En Elia antwoordde en sprak tot hem: Ben ik een man Gods, zo dale vuur van den hemel, en vertere u en uw vijftigen. Toen daalde vuur Gods van den hemel en verteerde hem en zijn vijftigen.
13 Ed [Achazia] mandò di nuovo un terzo capitano di cinquant' [uomini], con la sua cinquantina. Ed egli salì [ad Elia], e venne, e s'inginocchiò davanti a lui, e lo supplicò, e gli disse: Uomo di Dio, sia, ti prego, la vita mia, e la vita di questi cinquanta tuoi servitori, preziosa davanti agli occhi tuoi.
En wederom zond hij een hoofdman van de derde vijftigen met zijn vijftigen.

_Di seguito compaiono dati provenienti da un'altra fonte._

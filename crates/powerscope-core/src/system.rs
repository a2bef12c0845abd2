//! # System Module
//!
//! The `PowerSystem` capability and the metrics derived from it.
//!
//! A system supplies four read-only accessors and a reach estimator. Every
//! other metric here is computed from those accessors and carries no state
//! of its own.

use crate::types::{DisciplinaryMechanism, PowerRelation, Privilege, ReachEstimation};
use std::collections::BTreeSet;

/// Mechanism type counted by [`PowerSystem::surveillance_intensity`].
pub const SURVEILLANCE_KIND: &str = "surveillance";

/// A modelled power system.
///
/// Implementors must be `Send + Sync`: systems are immutable after
/// construction and may be analyzed from several threads at once.
///
/// # Contract
///
/// - Accessors return items in a stable order; reports preserve that order.
/// - `estimate_reach` is a pure function of `(self, privilege)`.
pub trait PowerSystem: Send + Sync {
    /// Name of this system.
    fn name(&self) -> &str;

    /// How power operates in this system.
    fn description(&self) -> &str;

    /// All privileges, in declaration order.
    fn privileges(&self) -> &[Privilege];

    /// All power relations, in declaration order.
    fn power_relations(&self) -> &[PowerRelation];

    /// All disciplinary mechanisms, in declaration order.
    fn disciplinary_mechanisms(&self) -> &[DisciplinaryMechanism];

    /// Estimate the measurable reach of a privilege.
    fn estimate_reach(&self, privilege: &Privilege) -> ReachEstimation;

    /// Number of privileges.
    fn total_privileges(&self) -> usize {
        self.privileges().len()
    }

    /// Number of privileges whose limitations are measurable.
    fn measurable_privileges(&self) -> usize {
        self.privileges()
            .iter()
            .filter(|privilege| privilege.is_measurable())
            .count()
    }

    /// Relations per distinct position.
    ///
    /// Returns 0.0 when there are no relations. Higher values mean power is
    /// concentrated on fewer positions.
    fn power_density(&self) -> f64 {
        let relations = self.power_relations();
        if relations.is_empty() {
            return 0.0;
        }

        let positions: BTreeSet<&str> = relations
            .iter()
            .flat_map(|relation| [relation.from_position.as_str(), relation.to_position.as_str()])
            .collect();

        if positions.is_empty() {
            return 0.0;
        }

        relations.len() as f64 / positions.len() as f64
    }

    /// Share of mechanisms whose type mentions surveillance.
    ///
    /// Returns 0.0 when there are no mechanisms.
    fn surveillance_intensity(&self) -> f64 {
        let mechanisms = self.disciplinary_mechanisms();
        let surveillance_count = mechanisms
            .iter()
            .filter(|mechanism| mechanism.is_kind(SURVEILLANCE_KIND))
            .count();

        surveillance_count as f64 / mechanisms.len().max(1) as f64
    }

    /// Whether any mechanism produces knowledge.
    fn produces_knowledge(&self) -> bool {
        self.disciplinary_mechanisms()
            .iter()
            .any(|mechanism| mechanism.produces_knowledge)
    }
}

// =============================================================================
// TESTS
// =============================================================================
impl PublicHealthBiopower {
    pub fn new() -> Result<Self, PowerError> {
        let population = Privilege::new(
            "Population Surveillance",
            PrivilegeScope::Global,
            "Statistical monitoring of population health",
        )
        .with_limitations([
            "Disease reporting: mandatory for 120+ conditions",
            "Vital statistics: all births, deaths recorded",
            "Vaccination tracking: state registries",
            "Cancer registries: comprehensive databases",
            "COVID tracking: real-time case counts",
            "Life expectancy: calculated to decimal points",
        ])
        .with_produces([
            "Population norms",
            "Normal vs abnormal bodies",
            "Risk profiles",
            "Biomedical subjects",
            "Governable populations",
        ]);

        let intervention = Privilege::new(
            "Health Intervention Authority",
            PrivilegeScope::Global,
            "Power to mandate health behaviors",
        )
        .with_limitations([
            "Vaccination mandates: required for school entry",
            "Quarantine authority: forced isolation",
            "Fluoridation: municipal water treatment",
            "Screenings: mandatory for certain jobs/schools",
            "Health codes: restaurant inspections, standards",
        ])
        .with_produces([
            "Normalized health practices",
            "Compliant populations",
            "Biomedical citizenship",
            "Healthy vs unhealthy subjects",
            "Collective body management",
        ]);

        let reproduction = Privilege::new(
            "Reproductive Regulation",
            PrivilegeScope::Limited,
            "Control over reproduction and sexuality",
        )
        .with_limitations([
            "Birth certificates: state registration required",
            "Prenatal screening: encouraged/required",
            "Genetic counseling: normalization of genetics",
            "IVF regulations: who can access",
            "Abortion laws: geographic variation",
            "Contraception access: policy-determined",
        ])
        .with_produces([
            "Normal vs abnormal reproduction",
            "Regulated sexuality",
            "Optimized populations",
            "Eugenic pressures",
            "Reproductive subjects",
        ]);

        let health_data = Privilege::new(
            "Health Data Collection",
            PrivilegeScope::Global,
            "Comprehensive medical surveillance",
        )
        .with_limitations([
            "Electronic Health Records: all encounters",
            "Insurance claims: every procedure",
            "Prescription monitoring: opioid databases",
            "Genetic databases: millions of profiles",
            "Wearable data: continuous biometric tracking",
        ])
        .with_produces([
            "Legible bodies",
            "Risk-sorted populations",
            "Predictive health profiles",
            "Data subjects",
            "Algorithmic health governance",
        ]);

        let metrics = Privilege::new(
            "Normalization Through Metrics",
            PrivilegeScope::Global,
            "Definition of healthy through measurement",
        )
        .with_limitations([
            "BMI standards: 18.5-24.9 'normal'",
            "Blood pressure: <120/80 'normal'",
            "Blood sugar: 70-99 mg/dL 'normal'",
            "Cholesterol: <200 mg/dL 'desirable'",
            "Growth charts: percentile rankings",
            "Mental health scales: DSM-5 criteria",
        ])
        .with_produces([
            "Normal vs abnormal bodies",
            "Self-monitoring subjects",
            "Medicalized daily life",
            "Health anxiety",
            "Constant self-improvement",
        ]);

        let relations = vec![
            PowerRelation::new(
                "State/Public Health",
                "Population",
                population.clone(),
                PowerDirection::TopDown,
            )
            .with_resistance([
                "Privacy protections (limited)",
                "Refusing testing",
                "Alternative health movements",
                "Health freedom activism",
            ]),
            PowerRelation::new(
                "State/Public Health",
                "Population",
                intervention.clone(),
                PowerDirection::TopDown,
            )
            .with_resistance([
                "Vaccine refusal",
                "Civil disobedience",
                "Legal challenges",
                "Religious exemptions",
            ]),
            PowerRelation::new(
                "Individual",
                "Individual (Self)",
                metrics.clone(),
                PowerDirection::Circular,
            )
            .with_resistance([
                "Body positivity",
                "Disability justice",
                "Mad pride movements",
                "Rejecting medicalization",
            ]),
            PowerRelation::new(
                "Medical Profession",
                "Patient/Citizen",
                health_data.clone(),
                PowerDirection::TopDown,
            )
            .with_resistance([
                "Refusing tests",
                "Data privacy laws",
                "Alternative medicine",
                "Patient autonomy",
            ]),
        ];

        let mechanisms = vec![
            DisciplinaryMechanism::new("The Medical Gaze", "surveillance", "examination", true)
                .observing([
                    "Bodies and symptoms",
                    "Deviations from norms",
                    "Risk factors",
                    "Behavioral patterns",
                ])
                .normalizing_to("Medical definitions of health"),
            DisciplinaryMechanism::new(
                "Population Statistics",
                "classification",
                "distributed",
                true,
            )
            .observing([
                "Birth/death rates",
                "Disease prevalence",
                "Life expectancy",
                "Health disparities",
            ])
            .normalizing_to("Population-level norms"),
            DisciplinaryMechanism::new("Health Campaigns", "normalization", "distributed", false)
                .observing([
                    "Public behavior",
                    "Lifestyle choices",
                    "Compliance with recommendations",
                ])
                .normalizing_to("Healthy lifestyle standards"),
            DisciplinaryMechanism::new(
                "Diagnostic Classification",
                "classification",
                "examination",
                true,
            )
            .observing(["Symptoms and signs", "Test results", "Behavioral patterns"])
            .normalizing_to("ICD-10/DSM-5 categories"),
            DisciplinaryMechanism::new(
                "Biometric Tracking",
                "surveillance",
                "self-surveillance",
                true,
            )
            .observing([
                "Heart rate",
                "Steps walked",
                "Sleep patterns",
                "Calorie consumption",
            ])
            .normalizing_to("Optimal health metrics"),
        ];

        let reach = BTreeMap::from([
            (
                "Population Surveillance",
                measured(
                    120,
                    300_000_000,
                    0.98,
                    "Extremely measurable: comprehensive vital statistics, disease registries, mandatory reporting.",
                    "data points × population × time",
                )?,
            ),
            (
                "Health Intervention Authority",
                measured(
                    50_000_000,
                    300_000_000,
                    0.95,
                    "Highly measurable: documented vaccination rates, quarantine orders, municipal fluoridation coverage.",
                    "interventions × population coverage",
                )?,
            ),
            (
                "Reproductive Regulation",
                measured(
                    3_500_000,
                    150_000_000,
                    0.85,
                    "Measurable through birth certificates, IVF statistics, abortion rates, though some aspects harder to quantify.",
                    "reproductive events × regulations × reach",
                )?,
            ),
            (
                "Health Data Collection",
                measured(
                    1_000_000_000,
                    10_000_000_000,
                    0.99,
                    "Extremely measurable: EHRs track everything, insurance claims documented, wearables generate continuous data.",
                    "data points × encounters × retention",
                )?,
            ),
            (
                "Normalization Through Metrics",
                measured(
                    300_000_000,
                    1_000_000_000,
                    0.93,
                    "Highly measurable: precise metric definitions, documented normal ranges, standardized across medicine.",
                    "measurements × individuals × lifetime",
                )?,
            ),
        ]);

        Ok(Self {
            data: SystemData {
                name: "Public Health Biopower System",
                description: "Biopower operates on populations rather than individuals. Through \
                    statistics, norms, and interventions, states manage life itself: birth rates, \
                    mortality, disease, vaccination, reproduction. \
                    Foucault: 'Power would no longer be dealing simply with legal subjects over \
                    whom the ultimate dominion was death, but with living beings.'",
                privileges: vec![population, intervention, reproduction, health_data, metrics],
                relations,
                mechanisms,
                reach,
            },
        })
    }
}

Zo ging de derde hoofdman van vijftigen op, en kwam en boog zich op zijn knieen, voor Elia, en smeekte hem, en sprak tot hem: Gij, man Gods, laat toch mijn ziel en de ziel van uw knechten, van deze vijftigen, dierbaar zijn in uw ogen!
14 Ecco, il fuoco è caduto dal cielo, ed ha consumati i due primi capitani di cinquant'[uomini], con le lor cinquantine; ma ora sia la vita mia preziosa davanti agli occhi tuoi.

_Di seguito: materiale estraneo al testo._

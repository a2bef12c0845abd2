//! # Analyzer Module
//!
//! Reduces a [`PowerSystem`] to a [`SystemAnalysis`].
//!
//! Each call to [`analyze`] builds a fresh analysis. Nothing is cached and no
//! state survives between calls, so the same system always yields an
//! identical analysis.

use crate::confidence::{Verdict, compute_confidence, is_measurable, percent};
use crate::system::PowerSystem;
use crate::types::ReachEstimation;
use serde::{Deserialize, Serialize};
use std::fmt;

/// Structural metrics of a system, gathered alongside its verdict.
#[derive(Debug, Clone, PartialEq, Serialize, Deserialize)]
pub struct PowerCharacteristics {
    /// Relations per distinct position.
    pub power_density: f64,
    /// Share of surveillance mechanisms.
    pub surveillance_intensity: f64,
    /// Whether any mechanism produces knowledge.
    pub produces_knowledge: bool,
    /// Number of disciplinary mechanisms.
    pub disciplinary_count: usize,
    /// Number of power relations.
    pub total_relations: usize,
}

impl PowerCharacteristics {
    /// Gather the characteristics of a system.
    #[must_use]
    pub fn from_system(system: &dyn PowerSystem) -> Self {
        Self {
            power_density: system.power_density(),
            surveillance_intensity: system.surveillance_intensity(),
            produces_knowledge: system.produces_knowledge(),
            disciplinary_count: system.disciplinary_mechanisms().len(),
            total_relations: system.power_relations().len(),
        }
    }
}

/// Complete measurability analysis of one system.
#[derive(Debug, Clone, PartialEq, Serialize, Deserialize)]
pub struct SystemAnalysis {
    pub system_name: String,
    /// `confidence >= 0.7`; independent of `verdict`.
    pub is_measurable: bool,
    pub confidence: f64,
    /// Sum of every privilege's minimum impact.
    pub minimum_reach: u64,
    /// Sum of every privilege's maximum impact.
    pub maximum_reach: u64,
    pub measurable_privileges: usize,
    pub total_privileges: usize,
    pub verdict: Verdict,
    pub reasoning: String,
    pub power_characteristics: PowerCharacteristics,
}

impl SystemAnalysis {
    /// Measurable privileges over total privileges (0.0 with no privileges).
    #[must_use]
    pub fn measurability_ratio(&self) -> f64 {
        if self.total_privileges == 0 {
            return 0.0;
        }
        self.measurable_privileges as f64 / self.total_privileges as f64
    }
}

/// Human-readable summary of an analysis.
impl fmt::Display for SystemAnalysis {
    fn fmt(&self, f: &mut fmt::Formatter<'_>) -> fmt::Result {
        let traits = &self.power_characteristics;

        writeln!(f, "{} {}", self.verdict.marked(), self.system_name)?;
        writeln!(f, "Confidence: {}", percent(self.confidence))?;
        writeln!(
            f,
            "Measurable Privileges: {}/{}",
            self.measurable_privileges, self.total_privileges
        )?;
        writeln!(f, "Reach: {} - {}", self.minimum_reach, self.maximum_reach)?;
        writeln!(f)?;
        writeln!(f, "{}", self.reasoning)?;
        writeln!(f)?;
        writeln!(f, "Power Characteristics:")?;
        writeln!(f, "- Power Density: {:.2}", traits.power_density)?;
        writeln!(
            f,
            "- Surveillance Intensity: {}",
            percent(traits.surveillance_intensity)
        )?;
        writeln!(f, "- Produces Knowledge: {}", traits.produces_knowledge)?;
        writeln!(f, "- Disciplinary Mechanisms: {}", traits.disciplinary_count)?;
        writeln!(f, "- Power Relations: {}", traits.total_relations)
    }
}

/// Analyze a system's measurability.
///
/// `estimate_reach` is called exactly once per privilege; the same
/// estimations feed both the confidence score and the reach totals.
#[must_use]
pub fn analyze(system: &dyn PowerSystem) -> SystemAnalysis {
    let privileges = system.privileges();
    let total = privileges.len();
    let measurable = privileges
        .iter()
        .filter(|privilege| privilege.is_measurable())
        .count();

    let reaches: Vec<ReachEstimation> = privileges
        .iter()
        .map(|privilege| system.estimate_reach(privilege))
        .collect();

    let confidence = compute_confidence(measurable, total, &reaches);

    let minimum_reach = reaches
        .iter()
        .fold(0u64, |acc, reach| acc.saturating_add(reach.minimum_impact()));
    let maximum_reach = reaches
        .iter()
        .fold(0u64, |acc, reach| acc.saturating_add(reach.maximum_impact()));

    let verdict = Verdict::from_confidence(confidence);

    SystemAnalysis {
        system_name: system.name().to_string(),
        is_measurable: is_measurable(confidence),
        confidence,
        minimum_reach,
        maximum_reach,
        measurable_privileges: measurable,
        total_privileges: total,
        verdict,
        reasoning: reasoning(verdict, measurable, total),
        power_characteristics: PowerCharacteristics::from_system(system),
    }
}

/// Explanation for a verdict, citing the measurable/total count.
#[must_use]
pub fn reasoning(verdict: Verdict, measurable: usize, total: usize) -> String {
    match verdict {
        Verdict::Measurable => format!(
            "This system demonstrates HIGH MEASURABILITY. \
             {measurable}/{total} privileges have concrete limitations. \
             Power effects are quantifiable and observable, so this power \
             can be analyzed through its measurable effects."
        ),
        Verdict::Estimable => format!(
            "This system shows MODERATE MEASURABILITY. \
             {measurable}/{total} privileges have some concrete limits, \
             but others remain more abstract. \
             Power is partially quantifiable but requires estimation: \
             more diffuse, yet still analyzable."
        ),
        Verdict::Speculation => format!(
            "This system exhibits LOW MEASURABILITY. \
             Only {measurable}/{total} privileges have concrete limitations. \
             Power appears more as abstract influence than measurable capacity; \
             it operates through discourse and subjectification, \
             harder to quantify but no less real."
        ),
    }
}

// =============================================================================
// TESTS
// =============================================================================
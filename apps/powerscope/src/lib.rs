//! # powerscope
//!
//! Library half of the `powerscope` binary: the clap command tree and the
//! command implementations, exposed so integration tests can reach them.

pub mod cli;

Zie, het vuur is van den hemel gedaald, en heeft die twee eerste hoofdmannen van vijftigen met hun vijftigen verteerd; maar nu, laat mijn ziel dierbaar zijn in uw ogen!

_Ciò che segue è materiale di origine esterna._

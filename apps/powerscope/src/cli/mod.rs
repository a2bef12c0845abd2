//! # Powerscope CLI Module
//!
//! This module implements the CLI interface for Powerscope.
//!
//! ## Available Commands
//!
//! - `list` - List the built-in power systems
//! - `analyze` - Measurability summary of one system
//! - `demonstrate` - Privilege → limitation → measurement walkthrough
//! - `compare` - Side-by-side comparison of two systems
//! - `overview` - Comparative overview of every system (default)
//! - `themes` - Five-theme reading across every system
//! - `tour` - Non-interactive guided walkthrough

mod commands;

use clap::{Parser, Subcommand};
use powerscope_core::PowerError;

pub use commands::*;

// =============================================================================
// CLI STRUCTURE
// =============================================================================

/// Powerscope - measurability analysis of power systems
///
/// Power is visible through its limitations: the more concretely a
/// privilege is bounded, the more its reach can be measured.
#[derive(Parser, Debug)]
#[command(name = "powerscope")]
#[command(version, about, long_about = None)]
pub struct Cli {
    /// Enable verbose (debug) logging
    #[arg(short, long, global = true)]
    pub verbose: bool,

    /// Suppress banner output
    #[arg(short, long, global = true)]
    pub quiet: bool,

    /// Output in JSON format (for programmatic access)
    #[arg(long = "json", global = true)]
    pub json_mode: bool,

    /// Subcommand to execute
    #[command(subcommand)]
    pub command: Option<Commands>,
}

/// Available CLI commands.
#[derive(Subcommand, Debug)]
pub enum Commands {
    /// List the built-in power systems
    List,

    /// Show the measurability summary of a system
    Analyze {
        /// System slug (see `list`)
        system: String,
    },

    /// Walk through a system's privileges, mechanisms and relations
    Demonstrate {
        /// System slug (see `list`)
        system: String,
    },

    /// Compare the measurability of two systems
    Compare {
        /// First system slug
        first: String,

        /// Second system slug
        second: String,
    },

    /// Comparative overview of every built-in system
    Overview,

    /// Read every built-in system through five themes
    Themes,

    /// Guided walkthrough: deep dive, overview, themes, details, conclusion
    Tour,
}

// =============================================================================
// COMMAND EXECUTION
// =============================================================================

/// Execute the CLI with parsed arguments.
pub fn execute(cli: Cli) -> Result<(), PowerError> {
    let json_mode = cli.json_mode;

    match cli.command {
        Some(Commands::List) => cmd_list(json_mode),
        Some(Commands::Analyze { system }) => cmd_analyze(&system, json_mode),
        Some(Commands::Demonstrate { system }) => cmd_demonstrate(&system, json_mode),
        Some(Commands::Compare { first, second }) => cmd_compare(&first, &second, json_mode),
        Some(Commands::Overview) => cmd_overview(json_mode),
        Some(Commands::Themes) => cmd_themes(json_mode),
        Some(Commands::Tour) => cmd_tour(json_mode),
        None => {
            // No subcommand - show the overview by default
            cmd_overview(json_mode)
        }
    }
}

// =============================================================================
// TESTS
// =============================================================================
//! Wires the Tucants move generator, evaluator, ordering and cutoff
//! predicate into the generic search engine's `Game` trait.

use crate::board::Move;
use crate::cutoff;
use crate::evaluator;
use crate::movegen;
use crate::ordering;
use crate::search::{Game, NodeKind};
use crate::state::{GameState, NodeKind as StateNodeKind};
use crate::types::Utility;

pub struct Tucants;

impl Game for Tucants {
    type State = GameState;
    type Action = Move;

    fn node_kind(state: &Self::State) -> NodeKind {
        match state.node_kind() {
            StateNodeKind::Max => NodeKind::Max,
            StateNodeKind::Min => NodeKind::Min,
            StateNodeKind::Chance => NodeKind::Chance,
        }
    }

    fn is_cutoff(state: &Self::State) -> bool {
        cutoff::is_terminal(state)
    }

    fn successors(state: &Self::State) -> Vec<(Self::Action, Self::State, f64)> {
        movegen::successors(state)
    }

    fn order(
        children: Vec<(Self::Action, Self::State, f64)>,
    ) -> Vec<(Self::Action, Self::State, f64)> {
        ordering::order(children)
    }

    fn evaluate(state: &Self::State) -> Utility {
        evaluator::evaluate(state)
    }
}
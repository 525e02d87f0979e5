pub const BOARD_ROWS: usize = 12;
pub const BOARD_COLS: usize = 8;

15 E l'Angelo del Signore disse ad Elia: Scendi con lui, non temer di lui. Egli adunque si levò, e scese con lui, [e andò] al re.
Toen sprak de Engel des HEEREN tot Elia: Ga af met hem; vrees niet voor zijn aangezicht. En hij stond op, en ging met hem af tot den koning.
16 Ed egli gli disse: Così ha detto il Signore: Perciocchè tu hai mandati messi, per domandar Baal-zebub, dio di Ecron, come se non vi [fosse] alcun Dio in Israele, per domandar la sua parola, ecco, tu non iscenderai dal letto, sopra il quale tu sei salito; anzi, per certo tu morrai.
En hij sprak tot hem: Zo zegt de HEERE: Daarom, dat gij boden gezonden hebt, om Baal-Zebub, den god van Ekron, te vragen (is het, omdat er geen God in Israel is, om Zijn woord te vragen?); daarom, van dat bed, waarop gij geklommen zijt, zult gij niet afkomen, maar gij zult den dood sterven.
17 Ed egli morì, secondo la parola del Signore, che Elia avea pronunziata; e Gioram regnò in luogo suo, l'anno secondo di Gioram, figliuolo di Giosafat, re di Giuda; perciocchè [Achazia] non avea figliuoli.
Alzo stierf hij, naar het woord des HEEREN, dat Elia gesproken had; en Joram werd koning in zijn plaats, in het tweede jaar van Joram, den zoon van Josafat, den koning van Juda; want hij had geen zoon.
18 Ora, quant'è al rimanente de' fatti di Achazia; queste cose non [sono] esse scritte nel Libro delle Croniche dei re d'Israele?
Het overige nu der zaken van Ahazia, die hij gedaan heeft, is dat niet geschreven in het boek der kronieken der koningen van Israel?